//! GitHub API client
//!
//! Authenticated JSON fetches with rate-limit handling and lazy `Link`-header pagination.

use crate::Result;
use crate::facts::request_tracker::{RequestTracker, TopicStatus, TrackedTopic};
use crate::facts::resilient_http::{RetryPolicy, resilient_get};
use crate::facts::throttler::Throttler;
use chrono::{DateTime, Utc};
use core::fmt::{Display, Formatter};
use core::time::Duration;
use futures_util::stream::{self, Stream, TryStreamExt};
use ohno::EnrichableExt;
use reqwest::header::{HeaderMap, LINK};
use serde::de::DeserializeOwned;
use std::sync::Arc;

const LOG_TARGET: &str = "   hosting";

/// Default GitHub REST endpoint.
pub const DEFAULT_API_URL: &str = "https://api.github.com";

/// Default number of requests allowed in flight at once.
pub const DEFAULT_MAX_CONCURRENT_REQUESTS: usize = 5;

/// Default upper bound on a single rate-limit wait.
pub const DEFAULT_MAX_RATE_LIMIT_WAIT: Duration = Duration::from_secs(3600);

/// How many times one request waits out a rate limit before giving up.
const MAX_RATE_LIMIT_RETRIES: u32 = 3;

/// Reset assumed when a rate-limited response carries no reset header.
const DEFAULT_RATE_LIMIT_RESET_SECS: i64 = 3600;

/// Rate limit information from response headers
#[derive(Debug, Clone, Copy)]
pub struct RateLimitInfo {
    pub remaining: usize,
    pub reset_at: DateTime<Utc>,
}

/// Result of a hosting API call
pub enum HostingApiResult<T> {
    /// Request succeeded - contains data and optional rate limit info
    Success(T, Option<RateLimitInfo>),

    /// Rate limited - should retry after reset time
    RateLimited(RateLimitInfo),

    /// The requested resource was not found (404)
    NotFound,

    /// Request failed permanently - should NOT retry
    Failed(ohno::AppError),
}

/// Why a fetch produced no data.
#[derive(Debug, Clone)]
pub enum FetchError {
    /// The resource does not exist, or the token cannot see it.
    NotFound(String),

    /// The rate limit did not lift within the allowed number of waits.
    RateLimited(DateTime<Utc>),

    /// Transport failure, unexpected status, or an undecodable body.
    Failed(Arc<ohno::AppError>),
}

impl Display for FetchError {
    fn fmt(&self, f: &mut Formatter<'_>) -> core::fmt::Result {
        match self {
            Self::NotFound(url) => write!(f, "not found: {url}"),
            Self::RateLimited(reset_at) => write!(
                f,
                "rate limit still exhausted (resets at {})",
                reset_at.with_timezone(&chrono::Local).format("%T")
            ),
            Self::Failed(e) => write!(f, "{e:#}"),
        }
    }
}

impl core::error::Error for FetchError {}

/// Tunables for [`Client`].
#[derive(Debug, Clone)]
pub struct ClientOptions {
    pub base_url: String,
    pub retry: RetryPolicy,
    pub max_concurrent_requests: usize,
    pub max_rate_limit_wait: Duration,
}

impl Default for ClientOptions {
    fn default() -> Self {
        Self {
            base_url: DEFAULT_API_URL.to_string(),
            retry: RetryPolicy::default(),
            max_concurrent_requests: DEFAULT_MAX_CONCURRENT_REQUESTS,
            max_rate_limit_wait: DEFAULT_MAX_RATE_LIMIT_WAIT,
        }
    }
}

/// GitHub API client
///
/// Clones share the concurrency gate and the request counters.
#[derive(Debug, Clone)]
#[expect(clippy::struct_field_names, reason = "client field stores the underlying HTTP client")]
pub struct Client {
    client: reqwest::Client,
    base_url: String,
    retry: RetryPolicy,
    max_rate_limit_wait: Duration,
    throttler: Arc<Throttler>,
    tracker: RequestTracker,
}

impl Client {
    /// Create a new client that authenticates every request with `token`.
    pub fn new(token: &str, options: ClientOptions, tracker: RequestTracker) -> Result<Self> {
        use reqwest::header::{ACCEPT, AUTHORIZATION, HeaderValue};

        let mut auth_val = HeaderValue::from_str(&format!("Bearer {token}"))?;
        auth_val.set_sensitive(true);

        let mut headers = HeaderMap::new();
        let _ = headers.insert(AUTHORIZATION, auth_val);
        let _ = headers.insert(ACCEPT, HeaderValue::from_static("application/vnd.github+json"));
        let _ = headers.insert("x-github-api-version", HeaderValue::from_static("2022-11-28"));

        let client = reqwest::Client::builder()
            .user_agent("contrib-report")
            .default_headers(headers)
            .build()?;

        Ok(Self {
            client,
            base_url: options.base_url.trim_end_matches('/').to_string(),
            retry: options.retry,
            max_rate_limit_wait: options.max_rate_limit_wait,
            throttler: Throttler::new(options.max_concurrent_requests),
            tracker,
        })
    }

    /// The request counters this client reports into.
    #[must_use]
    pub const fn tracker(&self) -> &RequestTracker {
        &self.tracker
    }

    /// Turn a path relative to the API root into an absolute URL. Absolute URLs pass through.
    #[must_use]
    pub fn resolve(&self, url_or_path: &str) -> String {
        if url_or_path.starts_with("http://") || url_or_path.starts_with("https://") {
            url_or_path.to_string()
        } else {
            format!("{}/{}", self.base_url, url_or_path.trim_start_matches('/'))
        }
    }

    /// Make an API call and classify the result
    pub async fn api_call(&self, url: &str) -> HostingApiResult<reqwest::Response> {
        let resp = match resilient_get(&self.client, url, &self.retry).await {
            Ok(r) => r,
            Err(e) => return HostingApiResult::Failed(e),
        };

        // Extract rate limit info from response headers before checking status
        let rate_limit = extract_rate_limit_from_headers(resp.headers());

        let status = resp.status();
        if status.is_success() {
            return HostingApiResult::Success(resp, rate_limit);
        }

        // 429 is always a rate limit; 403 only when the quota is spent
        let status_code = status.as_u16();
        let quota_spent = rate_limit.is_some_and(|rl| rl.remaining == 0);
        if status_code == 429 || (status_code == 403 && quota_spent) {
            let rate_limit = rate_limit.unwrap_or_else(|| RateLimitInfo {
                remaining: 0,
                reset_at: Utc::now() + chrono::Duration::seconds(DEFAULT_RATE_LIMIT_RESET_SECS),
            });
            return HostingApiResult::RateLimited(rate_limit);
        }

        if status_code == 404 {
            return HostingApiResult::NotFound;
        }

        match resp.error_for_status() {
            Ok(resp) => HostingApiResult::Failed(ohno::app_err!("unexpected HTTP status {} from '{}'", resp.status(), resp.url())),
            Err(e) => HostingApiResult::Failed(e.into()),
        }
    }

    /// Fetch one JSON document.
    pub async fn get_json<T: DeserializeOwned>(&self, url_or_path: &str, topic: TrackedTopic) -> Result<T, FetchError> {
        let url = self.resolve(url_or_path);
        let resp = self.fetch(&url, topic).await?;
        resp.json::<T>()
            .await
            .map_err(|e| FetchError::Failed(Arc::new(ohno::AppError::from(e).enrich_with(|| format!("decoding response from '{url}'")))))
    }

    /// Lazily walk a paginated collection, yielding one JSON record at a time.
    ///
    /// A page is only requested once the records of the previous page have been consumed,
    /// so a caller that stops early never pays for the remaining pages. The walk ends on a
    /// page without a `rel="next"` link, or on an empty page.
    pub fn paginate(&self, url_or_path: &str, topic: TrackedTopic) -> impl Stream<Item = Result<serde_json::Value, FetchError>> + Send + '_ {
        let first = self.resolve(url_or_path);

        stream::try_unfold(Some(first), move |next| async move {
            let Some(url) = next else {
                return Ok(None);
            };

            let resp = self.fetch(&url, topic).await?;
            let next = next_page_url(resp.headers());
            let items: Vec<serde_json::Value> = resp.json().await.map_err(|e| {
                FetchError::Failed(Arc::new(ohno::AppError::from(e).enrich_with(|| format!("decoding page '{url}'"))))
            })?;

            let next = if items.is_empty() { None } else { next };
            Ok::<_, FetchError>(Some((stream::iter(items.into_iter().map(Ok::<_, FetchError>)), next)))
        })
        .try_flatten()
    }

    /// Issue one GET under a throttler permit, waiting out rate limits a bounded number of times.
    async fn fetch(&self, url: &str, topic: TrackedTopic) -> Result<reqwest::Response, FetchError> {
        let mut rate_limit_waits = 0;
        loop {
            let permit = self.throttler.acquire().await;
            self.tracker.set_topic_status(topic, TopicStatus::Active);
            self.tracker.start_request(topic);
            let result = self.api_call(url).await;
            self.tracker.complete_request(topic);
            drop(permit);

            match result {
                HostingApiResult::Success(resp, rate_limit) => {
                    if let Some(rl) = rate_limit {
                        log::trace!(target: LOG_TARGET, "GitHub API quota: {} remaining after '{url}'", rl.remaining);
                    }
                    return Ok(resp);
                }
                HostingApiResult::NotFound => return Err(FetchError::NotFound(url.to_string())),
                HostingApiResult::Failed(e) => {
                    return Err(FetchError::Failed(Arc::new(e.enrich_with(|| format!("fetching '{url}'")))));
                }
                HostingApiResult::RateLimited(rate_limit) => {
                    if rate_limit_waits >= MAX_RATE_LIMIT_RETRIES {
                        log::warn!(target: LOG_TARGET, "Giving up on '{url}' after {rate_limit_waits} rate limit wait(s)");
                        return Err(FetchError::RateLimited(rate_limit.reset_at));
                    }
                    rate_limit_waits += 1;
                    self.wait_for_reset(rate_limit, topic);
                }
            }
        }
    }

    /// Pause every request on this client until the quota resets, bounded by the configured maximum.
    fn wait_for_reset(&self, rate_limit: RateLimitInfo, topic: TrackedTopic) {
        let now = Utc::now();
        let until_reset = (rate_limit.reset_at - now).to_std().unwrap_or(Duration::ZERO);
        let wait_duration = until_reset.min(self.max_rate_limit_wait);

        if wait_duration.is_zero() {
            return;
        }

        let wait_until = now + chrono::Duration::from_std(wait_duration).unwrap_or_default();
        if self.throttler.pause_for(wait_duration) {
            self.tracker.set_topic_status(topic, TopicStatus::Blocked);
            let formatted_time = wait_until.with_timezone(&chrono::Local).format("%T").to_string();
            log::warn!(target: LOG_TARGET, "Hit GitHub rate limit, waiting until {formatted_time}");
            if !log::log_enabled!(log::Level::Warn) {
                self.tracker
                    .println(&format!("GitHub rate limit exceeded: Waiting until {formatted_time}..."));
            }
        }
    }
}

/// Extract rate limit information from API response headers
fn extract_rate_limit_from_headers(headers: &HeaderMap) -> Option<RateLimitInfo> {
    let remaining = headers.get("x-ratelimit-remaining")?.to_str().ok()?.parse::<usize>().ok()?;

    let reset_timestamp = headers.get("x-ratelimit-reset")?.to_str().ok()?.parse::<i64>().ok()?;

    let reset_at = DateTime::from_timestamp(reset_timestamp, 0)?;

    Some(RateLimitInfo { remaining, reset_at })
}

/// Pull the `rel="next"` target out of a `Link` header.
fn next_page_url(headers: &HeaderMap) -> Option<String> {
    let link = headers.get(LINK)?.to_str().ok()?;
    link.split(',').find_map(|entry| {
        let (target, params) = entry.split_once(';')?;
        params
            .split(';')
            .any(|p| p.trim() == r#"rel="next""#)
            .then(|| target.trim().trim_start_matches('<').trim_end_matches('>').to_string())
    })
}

◆ **Exercise requirements**
Transcribe the entries above word for word, from the first line through the line containing "GitHub REST endpoint.", and nothing else.

◆ **Task response**
//! GitHub API client
//!
//! Authenticated JSON fetches with rate-limit handling and lazy `Link`-header pagination.

use crate::Result;
use crate::facts::request_tracker::{RequestTracker, TopicStatus, TrackedTopic};
use crate::facts::resilient_http::{RetryPolicy, resilient_get};
use crate::facts::throttler::Throttler;
use chrono::{DateTime, Utc};
use core::fmt::{Display, Formatter};
use core::time::Duration;
use futures_util::stream::{self, Stream, TryStreamExt};
use ohno::EnrichableExt;
use reqwest::header::{HeaderMap, LINK};
use serde::de::DeserializeOwned;
use std::sync::Arc;

const LOG_TARGET: &str = "   hosting";

/// Default GitHub REST endpoint.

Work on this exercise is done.